In the present embodiment, as shown in fig. 2A and 2B, the conductive member 311 has a through hole 311B provided corresponding to a contact portion 312A of the inspection member 312, which will be described later. In the present embodiment, the through hole 311b has the engagement portion 311a described above, and provides a space in which the short-circuit member 41 and the inspection member 312 of the mating connector 4 can contact each other. Specifically, the through hole 311b is provided in a shape and size that can accommodate the contact portion 312a and the mating engagement portion 41a of the short-circuiting member 41. In the present embodiment, when the mating engagement portion 41a is accommodated in the through hole 311b, the mating connector 4 is configured to be fitted to the connector 3 at a normal fitting position. In fig. 2A and 2B, the through hole 311B is formed in a shape (pentagonal shape) to fit with a protruding shape of the mating square engagement portion 41a protruding in the third direction D3 (upward direction). However, the shape and size of the through hole 311b are not particularly limited as long as the short-circuit member 41 and the inspection member 312 can be brought into contact with each other. In the present embodiment, as shown in fig. 2A, the through hole 311b is provided in the center portion in the second direction D2 at the third wall portion 303 formed of the conductive member 311. In the present embodiment, as shown in fig. 2B, the through hole 311B is provided in the conductive member 311 so as to be close to the separation direction D12. However, the arrangement of the through holes 311b is appropriately changed according to the arrangement of the short-circuiting member 41 and the inspection member 312.
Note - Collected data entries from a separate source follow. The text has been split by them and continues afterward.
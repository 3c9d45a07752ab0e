// Decision making module: dynamic programming over a discrete grid world

pub mod grid_world;
pub mod solution;
pub mod value_iteration;
pub mod mdp;

pub use grid_world::*;
pub use solution::*;
pub use value_iteration::*;
pub use mdp::*;
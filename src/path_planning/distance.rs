//! Joint-space distance metrics for sampling-based planners

use nalgebra::Vector4;

use crate::arm_navigation::angle_difference;
use crate::common::{Configuration, DistanceMetric};

/// Default goal tolerance for the L1 metrics, in degrees
pub const DEFAULT_GOAL_THRESHOLD: f64 = 5.0;

/// Sum of absolute per-joint angular differences
#[derive(Debug, Clone, Copy, PartialEq)]
pub struct L1Distance {
    pub goal_threshold: f64,
}

impl Default for L1Distance {
    fn default() -> Self {
        Self {
            goal_threshold: DEFAULT_GOAL_THRESHOLD,
        }
    }
}

impl DistanceMetric for L1Distance {
    fn distance(&self, from: &Configuration, to: &Configuration) -> f64 {
        angle_difference(to, from).abs().sum()
    }

    fn goal_threshold(&self) -> f64 {
        self.goal_threshold
    }
}

/// L1 metric with a weight per joint, e.g. to penalise moving the
/// proximal joints more than the distal ones
#[derive(Debug, Clone, Copy, PartialEq)]
pub struct WeightedL1Distance {
    pub weights: Vector4<f64>,
    pub goal_threshold: f64,
}

impl WeightedL1Distance {
    pub fn new(weights: [f64; 4], goal_threshold: f64) -> Self {
        Self {
            weights: Vector4::from(weights),
            goal_threshold,
        }
    }
}

impl Default for WeightedL1Distance {
    fn default() -> Self {
        Self::new([1.0; 4], DEFAULT_GOAL_THRESHOLD)
    }
}

impl DistanceMetric for WeightedL1Distance {
    fn distance(&self, from: &Configuration, to: &Configuration) -> f64 {
        self.weights
            .component_mul(&angle_difference(to, from).abs())
            .sum()
    }

    fn goal_threshold(&self) -> f64 {
        self.goal_threshold
    }
}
In the present embodiment, the conductive member 311 has an abutting portion 311c that abuts against the short-circuit member 41. The contact portion 311c contacts the short-circuit member 41 of the mating connector 4, thereby shorting (short-circuiting) the conductive member 311 to the short-circuit member 41. In the present embodiment, the contact portion 311c is formed of the conductive member 311 positioned on the inner surface of the housing 30, and is provided on at least one of the fitting direction D11 side and the disengaging direction D12 side with respect to the through hole 311 b. In fig. 2A and 2B, the contact portion 311c is provided on the separation direction D12 side of the inner surface of the third wall portion 303 formed of the conductive member 311.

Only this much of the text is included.